[[ Provided records, beginning ]]

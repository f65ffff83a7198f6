use std::io;
use std::time::Duration;

use crossterm::event::{Event, EventStream, KeyCode, KeyEvent, KeyEventKind, KeyModifiers};
use futures::StreamExt;
use ratatui::{
    backend::CrosstermBackend,
    layout::{Alignment, Constraint, Layout, Rect},
    style::{Modifier, Style},
    text::{Line, Span},
    widgets::{Block, Borders, Clear, Paragraph},
    Frame, Terminal,
};
use tokio::sync::mpsc;

use super::events::{Action, AppEvent, AreaFocus, Focus, Notification, NotificationLevel};
use super::layout::AppLayout;
use super::services::Services;
use super::sidebar::{Badge, SidebarState};
use super::theme;
use super::views::history::{HistoryInput, HistoryViewState};
use super::views::results::ResultsViewState;
use super::views::search::{SearchInput, SearchViewState};
use super::views::upload::{UploadInput, UploadViewState};
use super::views::InputMode;
use crate::core::error::Rejection;
use crate::core::results::ResultsStatus;
use crate::core::search::{SearchSignal, SearchTicket};
use crate::core::upload::{UploadPolicy, UploadSignal, UploadStatus, UploadTransition};

/// Maximum notifications on screen at once.
const MAX_NOTIFICATIONS: usize = 3;

/// Central application state (Elm architecture).
pub struct AppState {
    /// Whether the app is still running.
    pub running: bool,
    /// Currently focused top-level view.
    pub focus: Focus,
    /// Whether sidebar or main content has input focus.
    pub area_focus: AreaFocus,
    pub sidebar: SidebarState,
    pub search: SearchViewState,
    pub upload: UploadViewState,
    pub results: ResultsViewState,
    pub history: HistoryViewState,
    /// Active notifications (max 3 visible).
    pub notifications: Vec<Notification>,
    /// Monotonic counter for notification IDs.
    notification_counter: u64,
    pub show_help: bool,
    /// Drives spinners.
    tick_count: u64,
    /// Receiver for backend events.
    event_rx: mpsc::UnboundedReceiver<AppEvent>,
    services: Services,
}
//! Search driver: display window and retrieval run independently.

use std::sync::Arc;
use std::time::Duration;

use tokio::sync::mpsc;

use crate::core::latency::Fixed;
use crate::core::models::SearchMode;
use crate::core::results::{ResultsState, ResultsStatus};
use crate::core::search::{drive_search, SearchGate, SearchSignal};
use crate::core::simulated::SimulatedRetriever;
use crate::tests::mocks::{failing_retriever, retriever_with_samples};

fn drain(rx: &mut mpsc::UnboundedReceiver<SearchSignal>) -> Vec<SearchSignal> {
    let mut signals = Vec::new();
    while let Ok(signal) = rx.try_recv() {
        signals.push(signal);
    }
    signals
}

/// Apply signals the way the event loop does.
fn apply(gate: &mut SearchGate, results: &mut ResultsState, signals: Vec<SearchSignal>) {
    for signal in signals {
        match signal {
            SearchSignal::DisplayElapsed { ticket } => {
                gate.finish_display(ticket);
            }
            SearchSignal::Completed { ticket, outcome } => {
                results.apply(ticket, outcome);
            }
        }
    }
}

#[tokio::test(start_paused = true)]
async fn test_fast_retrieval_lands_before_display_window_closes() {
    let mut gate = SearchGate::new();
    let mut results = ResultsState::new();
    let ticket = gate.submit_search("coral reefs", SearchMode::Hybrid).unwrap();
    results.begin(ticket.id, &ticket.query, ticket.mode);
    let id = ticket.id;

    let (tx, mut rx) = mpsc::unbounded_channel();
    let driver = tokio::spawn(drive_search(
        ticket,
        Arc::new(retriever_with_samples()),
        Duration::from_millis(1500),
        tx,
    ));

    tokio::time::sleep(Duration::from_millis(10)).await;
    let early = drain(&mut rx);
    assert!(matches!(early.as_slice(), [SearchSignal::Completed { ticket, .. }] if *ticket == id));
    apply(&mut gate, &mut results, early);
    assert_eq!(results.status(), &ResultsStatus::Ready);
    assert!(gate.is_searching());

    driver.await.unwrap();
    apply(&mut gate, &mut results, drain(&mut rx));
    assert!(!gate.is_searching());
}

#[tokio::test(start_paused = true)]
async fn test_display_window_closes_before_slow_retrieval() {
    let mut gate = SearchGate::new();
    let mut results = ResultsState::new();
    let ticket = gate.submit_search("coral reefs", SearchMode::Web).unwrap();
    results.begin(ticket.id, &ticket.query, ticket.mode);

    let retriever = Arc::new(SimulatedRetriever::new(Arc::new(Fixed::millis(2000))));
    let (tx, mut rx) = mpsc::unbounded_channel();
    let driver = tokio::spawn(drive_search(ticket, retriever, Duration::from_millis(1500), tx));

    tokio::time::sleep(Duration::from_millis(1600)).await;
    apply(&mut gate, &mut results, drain(&mut rx));
    assert!(!gate.is_searching());
    assert_eq!(results.status(), &ResultsStatus::Loading);

    // A second search may start while the first retrieval is still out.
    let second = gate.submit_search("kelp forests", SearchMode::Web).unwrap();
    results.begin(second.id, &second.query, second.mode);

    driver.await.unwrap();
    apply(&mut gate, &mut results, drain(&mut rx));
    // The first ticket's completion is stale now.
    assert_eq!(results.status(), &ResultsStatus::Loading);
    assert_eq!(results.query(), "kelp forests");
}

#[tokio::test(start_paused = true)]
async fn test_retrieval_failure_marks_results_failed() {
    let mut gate = SearchGate::new();
    let mut results = ResultsState::new();
    let ticket = gate.submit_search("anything", SearchMode::Documents).unwrap();
    results.begin(ticket.id, &ticket.query, ticket.mode);

    let (tx, mut rx) = mpsc::unbounded_channel();
    drive_search(
        ticket,
        Arc::new(failing_retriever()),
        Duration::from_millis(1500),
        tx,
    )
    .await;

    apply(&mut gate, &mut results, drain(&mut rx));
    assert!(!gate.is_searching());
    assert!(matches!(results.status(), ResultsStatus::Failed(m) if m.contains("index offline")));
}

[[ Provided records, end ]]

Go through the listing and copy all of it exactly.

repository f65ffff83a7198f6
use std::io;
use std::time::Duration;

use crossterm::event::{Event, EventStream, KeyCode, KeyEvent, KeyEventKind, KeyModifiers};
use futures::StreamExt;
use ratatui::{
    backend::CrosstermBackend,
    layout::{Alignment, Constraint, Layout, Rect},
    style::{Modifier, Style},
    text::{Line, Span},
    widgets::{Block, Borders, Clear, Paragraph},
    Frame, Terminal,
};
use tokio::sync::mpsc;

use super::events::{Action, AppEvent, AreaFocus, Focus, Notification, NotificationLevel};
use super::layout::AppLayout;
use super::services::Services;
use super::sidebar::{Badge, SidebarState};
use super::theme;
use super::views::history::{HistoryInput, HistoryViewState};
use super::views::results::ResultsViewState;
use super::views::search::{SearchInput, SearchViewState};
use super::views::upload::{UploadInput, UploadViewState};
use super::views::InputMode;
use crate::core::error::Rejection;
use crate::core::results::ResultsStatus;
use crate::core::search::{SearchSignal, SearchTicket};
use crate::core::upload::{UploadPolicy, UploadSignal, UploadStatus, UploadTransition};

/// Maximum notifications on screen at once.
const MAX_NOTIFICATIONS: usize = 3;

/// Central application state (Elm architecture).
pub struct AppState {
    /// Whether the app is still running.
    pub running: bool,
    /// Currently focused top-level view.
    pub focus: Focus,
    /// Whether sidebar or main content has input focus.
    pub area_focus: AreaFocus,
    pub sidebar: SidebarState,
    pub search: SearchViewState,
    pub upload: UploadViewState,
    pub results: ResultsViewState,
    pub history: HistoryViewState,
    /// Active notifications (max 3 visible).
    pub notifications: Vec<Notification>,
    /// Monotonic counter for notification IDs.
    notification_counter: u64,
    pub show_help: bool,
    /// Drives spinners.
    tick_count: u64,
    /// Receiver for backend events.
    event_rx: mpsc::UnboundedReceiver<AppEvent>,
    services: Services,
}
//! Search driver: display window and retrieval run independently.

use std::sync::Arc;
use std::time::Duration;

use tokio::sync::mpsc;

use crate::core::latency::Fixed;
use crate::core::models::SearchMode;
use crate::core::results::{ResultsState, ResultsStatus};
use crate::core::search::{drive_search, SearchGate, SearchSignal};
use crate::core::simulated::SimulatedRetriever;
use crate::tests::mocks::{failing_retriever, retriever_with_samples};

fn drain(rx: &mut mpsc::UnboundedReceiver<SearchSignal>) -> Vec<SearchSignal> {
    let mut signals = Vec::new();
    while let Ok(signal) = rx.try_recv() {
        signals.push(signal);
    }
    signals
}

/// Apply signals the way the event loop does.
fn apply(gate: &mut SearchGate, results: &mut ResultsState, signals: Vec<SearchSignal>) {
    for signal in signals {
        match signal {
            SearchSignal::DisplayElapsed { ticket } => {
                gate.finish_display(ticket);
            }
            SearchSignal::Completed { ticket, outcome } => {
                results.apply(ticket, outcome);
            }
        }
    }
}

#[tokio::test(start_paused = true)]
async fn test_fast_retrieval_lands_before_display_window_closes() {
    let mut gate = SearchGate::new();
    let mut results = ResultsState::new();
    let ticket = gate.submit_search("coral reefs", SearchMode::Hybrid).unwrap();
    results.begin(ticket.id, &ticket.query, ticket.mode);
    let id = ticket.id;

    let (tx, mut rx) = mpsc::unbounded_channel();
    let driver = tokio::spawn(drive_search(
        ticket,
        Arc::new(retriever_with_samples()),
        Duration::from_millis(1500),
        tx,
    ));

    tokio::time::sleep(Duration::from_millis(10)).await;
    let early = drain(&mut rx);
    assert!(matches!(early.as_slice(), [SearchSignal::Completed { ticket, .. }] if *ticket == id));
    apply(&mut gate, &mut results, early);
    assert_eq!(results.status(), &ResultsStatus::Ready);
    assert!(gate.is_searching());

    driver.await.unwrap();
    apply(&mut gate, &mut results, drain(&mut rx));
    assert!(!gate.is_searching());
}

#[tokio::test(start_paused = true)]
async fn test_display_window_closes_before_slow_retrieval() {
    let mut gate = SearchGate::new();
    let mut results = ResultsState::new();
    let ticket = gate.submit_search("coral reefs", SearchMode::Web).unwrap();
    results.begin(ticket.id, &ticket.query, ticket.mode);

    let retriever = Arc::new(SimulatedRetriever::new(Arc::new(Fixed::millis(2000))));
    let (tx, mut rx) = mpsc::unbounded_channel();
    let driver = tokio::spawn(drive_search(ticket, retriever, Duration::from_millis(1500), tx));

    tokio::time::sleep(Duration::from_millis(1600)).await;
    apply(&mut gate, &mut results, drain(&mut rx));
    assert!(!gate.is_searching());
    assert_eq!(results.status(), &ResultsStatus::Loading);

    // A second search may start while the first retrieval is still out.
    let second = gate.submit_search("kelp forests", SearchMode::Web).unwrap();
    results.begin(second.id, &second.query, second.mode);

    driver.await.unwrap();
    apply(&mut gate, &mut results, drain(&mut rx));
    // The first ticket's completion is stale now.
    assert_eq!(results.status(), &ResultsStatus::Loading);
    assert_eq!(results.query(), "kelp forests");
}

#[tokio::test(start_paused = true)]
async fn test_retrieval_failure_marks_results_failed() {
    let mut gate = SearchGate::new();
    let mut results = ResultsState::new();
    let ticket = gate.submit_search("anything", SearchMode::Documents).unwrap();
    results.begin(ticket.id, &ticket.query, ticket.mode);

    let (tx, mut rx) = mpsc::unbounded_channel();
    drive_search(
        ticket,
        Arc::new(failing_retriever()),
        Duration::from_millis(1500),
        tx,
    )
    .await;

    apply(&mut gate, &mut results, drain(&mut rx));
    assert!(!gate.is_searching());
    assert!(matches!(results.status(), ResultsStatus::Failed(m) if m.contains("index offline")));
}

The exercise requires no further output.